A Multicenter, Randomized, Double-blind, Placebo-controlled Study Evaluating the Efficacy and Safety of MLD10 in the Prevention of Migraine Headache in Adults
This is a double-blind, placebo-controlled, randomized, multi-center study. Subjects agreeing to participate in the study and meet the entry criteria assessed at the screening visit, will begin a 28 day baseline period to confirm their diagnosis, as well as establish baseline migraine characteristics. During this baseline period, subjects will continue treating their migraines as usual, simply recording the information in a daily headache diary. Subjects who, after completing the baseline, continue to meet entrance criteria will be eligible to enter into the treatment phase and be randomized according to the Clinvest generated randomization schedule. Approximately 142 subjects (71 subjects per arm) will be randomized and enter the treatment phase receiving MLD10 or placebo in a 1:1 design at 6 United States sites. Diary assessments will collect study medication adherence, pain severity, headache symptoms, acute medication usage, and unusual symptoms. Serum samples will be collected and analyzed for ionized magnesium, electrolytes, and creatinine.

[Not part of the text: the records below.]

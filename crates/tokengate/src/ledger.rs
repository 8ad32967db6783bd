//! Security ledger: per-identity failure counts, timeouts, and hard-locks.
//!
//! Escalation is driven by the cumulative failure count since the last
//! success or reset, not by request rate:
//!
//! | failures | state           | effect                        |
//! |----------|-----------------|-------------------------------|
//! | 0        | `Clear`         |                               |
//! | 1-6      | `Warned`        | CAPTCHA required from 5       |
//! | 7-9      | `Throttled`     | 15 minute timeout per failure |
//! | 10-14    | `ThrottledLong` | 1 hour timeout per failure    |
//! | 15+      | `HardLocked`    | denied until admin reset      |
//!
//! Records live in memory only; lockouts do not survive a restart.

use std::collections::HashMap;
use std::sync::Arc;
use tokio::sync::{Mutex, OwnedMutexGuard};

use tokengate_common::{SecurityRecord, SecurityState, UserId};

use crate::config::SecurityConfig;

/// Result of checking an identity before a redemption attempt
#[derive(Debug, Clone, Copy, PartialEq, Eq)]
pub enum Decision {
    Allow,
    /// Timeout active, seconds remaining
    Wait(i64),
    Locked,
}

impl SecurityConfig {
    pub fn decide(&self, record: &SecurityRecord, now: i64) -> Decision {
        if record.hard_locked {
            return Decision::Locked;
        }
        match record.remaining_timeout(now) {
            Some(secs) => Decision::Wait(secs),
            None => Decision::Allow,
        }
    }

    pub fn requires_challenge(&self, record: &SecurityRecord) -> bool {
        record.failures >= self.challenge_threshold
    }

    pub fn state(&self, record: &SecurityRecord) -> SecurityState {
        match record.failures {
            _ if record.hard_locked => SecurityState::HardLocked,
            0 => SecurityState::Clear,
            n if n >= self.hard_lock_threshold => SecurityState::HardLocked,
            n if n >= self.long_throttle_threshold => SecurityState::ThrottledLong,
            n if n >= self.throttle_threshold => SecurityState::Throttled,
            _ => SecurityState::Warned,
        }
    }

    fn apply_failure(&self, record: &mut SecurityRecord, now: i64) {
        record.failures = record.failures.saturating_add(1);

        let count = record.failures;
        if count >= self.hard_lock_threshold {
            record.hard_locked = true;
        } else if count >= self.long_throttle_threshold {
            record.timeout_until = now.saturating_add(self.long_throttle_secs);
        } else if count >= self.throttle_threshold {
            record.timeout_until = now.saturating_add(self.throttle_secs);
        }
    }
}

/// Exclusive access to one identity's record.
///
/// Held by the redemption engine for the whole check -> verify -> update
/// sequence so concurrent retries by the same identity are serialized.
pub struct IdentityGuard {
    record: OwnedMutexGuard<SecurityRecord>,
    policy: SecurityConfig,
}

impl IdentityGuard {
    #[cfg(test)]
    pub fn record(&self) -> SecurityRecord {
        *self.record
    }

    pub fn check(&self, now: i64) -> Decision {
        self.policy.decide(&self.record, now)
    }

    pub fn requires_challenge(&self) -> bool {
        self.policy.requires_challenge(&self.record)
    }

    pub fn record_failure(&mut self, now: i64) -> SecurityRecord {
        self.policy.apply_failure(&mut self.record, now);
        *self.record
    }

    /// Back to `Clear`. A hard-lock is left in place; only `reset` lifts it.
    pub fn record_success(&mut self) {
        *self.record = SecurityRecord {
            hard_locked: self.record.hard_locked,
            ..Default::default()
        };
    }
}

/// In-memory ledger, constructed at startup and injected into the engine
pub struct SecurityLedger {
    policy: SecurityConfig,
    records: Mutex<HashMap<UserId, Arc<Mutex<SecurityRecord>>>>,
}

impl SecurityLedger {
    pub fn new(policy: SecurityConfig) -> Self {
        Self {
            policy,
            records: Mutex::new(HashMap::new()),
        }
    }

    pub fn policy(&self) -> &SecurityConfig {
        &self.policy
    }

    /// Lock `identity`'s record, creating it on first use
    pub async fn lock(&self, identity: UserId) -> IdentityGuard {
        let entry = {
            let mut records = self.records.lock().await;
            records.entry(identity).or_default().clone()
        };

        IdentityGuard {
            record: entry.lock_owned().await,
            policy: self.policy,
        }
    }

    /// Administrative override back to `Clear`, including from `HardLocked`
    pub async fn reset(&self, identity: UserId) {
        let mut guard = self.lock(identity).await;
        *guard.record = SecurityRecord::default();
        tracing::info!(identity = %identity, "Security record reset");
    }

    /// Current record without creating one
    pub async fn snapshot(&self, identity: UserId) -> SecurityRecord {
        let entry = self.records.lock().await.get(&identity).cloned();
        match entry {
            Some(entry) => *entry.lock().await,
            None => SecurityRecord::default(),
        }
    }

    /// Drop `Clear` records nobody is holding. Returns how many were removed.
    pub async fn prune(&self) -> usize {
        let mut records = self.records.lock().await;
        let before = records.len();
        records.retain(|_, entry| {
            if Arc::strong_count(entry) > 1 {
                return true;
            }
            match entry.try_lock() {
                Ok(record) => *record != SecurityRecord::default(),
                Err(_) => true,
            }
        });
        before - records.len()
    }

    /// (tracked identities, hard-locked identities)
    pub async fn counts(&self) -> (u64, u64) {
        let entries: Vec<_> = self.records.lock().await.values().cloned().collect();
        let mut locked = 0;
        for entry in &entries {
            if entry.lock().await.hard_locked {
                locked += 1;
            }
        }
        (entries.len() as u64, locked)
    }
}

#[cfg(test)]
mod tests {
    use super::*;

    const NOW: i64 = 1_700_000_000;
    const USER: UserId = UserId::new(7);

    fn ledger() -> SecurityLedger {
        SecurityLedger::new(SecurityConfig::default())
    }

    #[tokio::test]
    async fn test_new_identity_is_clear() {
        let ledger = ledger();
        let guard = ledger.lock(USER).await;
        assert_eq!(guard.record(), SecurityRecord::default());
        assert_eq!(guard.check(NOW), Decision::Allow);
        assert!(!guard.requires_challenge());
    }

    #[tokio::test]
    async fn test_failures_increment_by_one() {
        let ledger = ledger();
        let mut guard = ledger.lock(USER).await;
        for expected in 1..=20 {
            assert_eq!(guard.record_failure(NOW).failures, expected);
        }
    }

    #[tokio::test]
    async fn test_escalation_table() {
        let ledger = ledger();
        let policy = *ledger.policy();
        let mut guard = ledger.lock(USER).await;

        for _ in 0..6 {
            guard.record_failure(NOW);
        }
        assert_eq!(policy.state(&guard.record()), SecurityState::Warned);
        assert_eq!(guard.check(NOW), Decision::Allow);

        let record = guard.record_failure(NOW); // 7
        assert_eq!(policy.state(&record), SecurityState::Throttled);
        assert_eq!(guard.check(NOW), Decision::Wait(900));
        assert_eq!(guard.check(NOW + 900), Decision::Allow);

        guard.record_failure(NOW); // 8
        guard.record_failure(NOW); // 9
        let record = guard.record_failure(NOW); // 10
        assert_eq!(policy.state(&record), SecurityState::ThrottledLong);
        assert_eq!(guard.check(NOW + 60), Decision::Wait(3540));

        for _ in 11..15 {
            guard.record_failure(NOW);
        }
        let record = guard.record_failure(NOW); // 15
        assert!(record.hard_locked);
        assert_eq!(policy.state(&record), SecurityState::HardLocked);
        assert_eq!(guard.check(NOW + 100_000), Decision::Locked);
    }

    #[tokio::test]
    async fn test_challenge_required_from_five_without_timeout() {
        let ledger = ledger();
        let mut guard = ledger.lock(USER).await;
        for _ in 0..4 {
            guard.record_failure(NOW);
        }
        assert!(!guard.requires_challenge());

        guard.record_failure(NOW);
        assert!(guard.requires_challenge());
        assert_eq!(guard.check(NOW), Decision::Allow);

        guard.record_failure(NOW);
        assert_eq!(guard.record().failures, 6);
        assert!(guard.requires_challenge());
        assert_eq!(guard.check(NOW), Decision::Allow);
    }

    #[tokio::test]
    async fn test_hard_lock_is_sticky() {
        let ledger = ledger();
        {
            let mut guard = ledger.lock(USER).await;
            for _ in 0..15 {
                guard.record_failure(NOW);
            }
            for i in 0..10 {
                assert_eq!(guard.check(NOW + i * 10_000), Decision::Locked);
                assert!(guard.record_failure(NOW).hard_locked);
            }
            guard.record_success();
            assert!(guard.record().hard_locked);
            assert_eq!(guard.check(NOW), Decision::Locked);
        }

        ledger.reset(USER).await;
        let guard = ledger.lock(USER).await;
        assert_eq!(guard.record(), SecurityRecord::default());
        assert_eq!(guard.check(NOW), Decision::Allow);
    }

    #[tokio::test]
    async fn test_huge_timeout_saturates() {
        let ledger = SecurityLedger::new(SecurityConfig {
            throttle_secs: i64::MAX,
            ..Default::default()
        });
        let mut guard = ledger.lock(USER).await;
        for _ in 0..7 {
            guard.record_failure(NOW);
        }
        assert_eq!(guard.record().timeout_until, i64::MAX);
        assert_eq!(guard.check(NOW), Decision::Wait(i64::MAX - NOW));
    }

    #[tokio::test]
    async fn test_success_resets_count() {
        let ledger = ledger();
        let mut guard = ledger.lock(USER).await;
        for _ in 0..8 {
            guard.record_failure(NOW);
        }
        guard.record_success();
        assert_eq!(guard.record(), SecurityRecord::default());
    }

    #[tokio::test]
    async fn test_snapshot_does_not_create() {
        let ledger = ledger();
        assert_eq!(ledger.snapshot(USER).await, SecurityRecord::default());
        assert_eq!(ledger.counts().await, (0, 0));
    }

    #[tokio::test]
    async fn test_prune_keeps_records_with_failures() {
        let ledger = ledger();
        drop(ledger.lock(UserId::new(1)).await);
        ledger.lock(UserId::new(2)).await.record_failure(NOW);

        assert_eq!(ledger.prune().await, 1);
        assert_eq!(ledger.counts().await, (1, 0));
        assert_eq!(ledger.snapshot(UserId::new(2)).await.failures, 1);
    }

    #[tokio::test]
    async fn test_concurrent_failures_are_not_lost() {
        let ledger = Arc::new(ledger());
        let mut tasks = tokio::task::JoinSet::new();
        for _ in 0..50 {
            let ledger = ledger.clone();
            tasks.spawn(async move {
                let mut guard = ledger.lock(USER).await;
                tokio::task::yield_now().await;
                guard.record_failure(NOW);
            });
        }
        while tasks.join_next().await.is_some() {}

        assert_eq!(ledger.snapshot(USER).await.failures, 50);
    }
}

• male or female, in otherwise good health, 18 to 65 years of age.
• history of frequent episodic migraine (3-14 migraine days per month) (with or without aura) according to the International Classification of Headache Disorders-3beta for at least 3 months.
• onset of migraine before age 50.
• stable history of migraine at least 3 months prior to screening.
• not currently taking a migraine preventive or has been taking preventive for at least 30 days prior to screening and agrees to not start, stop, or change medication and/or dosage during the study period.
• if female of childbearing potential, has a negative urine pregnancy test at Visits 1-5 and uses, or agrees to use, for the duration of the study, a medically acceptable form of contraception as listed:
⁃ complete abstinence from intercourse from 2 weeks prior to administration of study drug, throughout the study, and for 7 days after completion or premature discontinuation from the study; surgically sterile (hysterectomy or tubal ligation or otherwise incapable of pregnancy); sterilization of male partner when in a monogamous relationship; intrauterine device with published data showing lowest expected failure rate is less than 1% per year; double barrier method (i.e., 2 physical barriers OR 1 physical barrier plus spermicide) for a least 1 month prior to Visit 1 and throughout study; or hormonal contraceptives for at least 3 months prior to Visit 1 and throughout study.
• completion of online diary must be ≥ 80% compliance, unless otherwise approved by the Sponsor and/or Clinvest.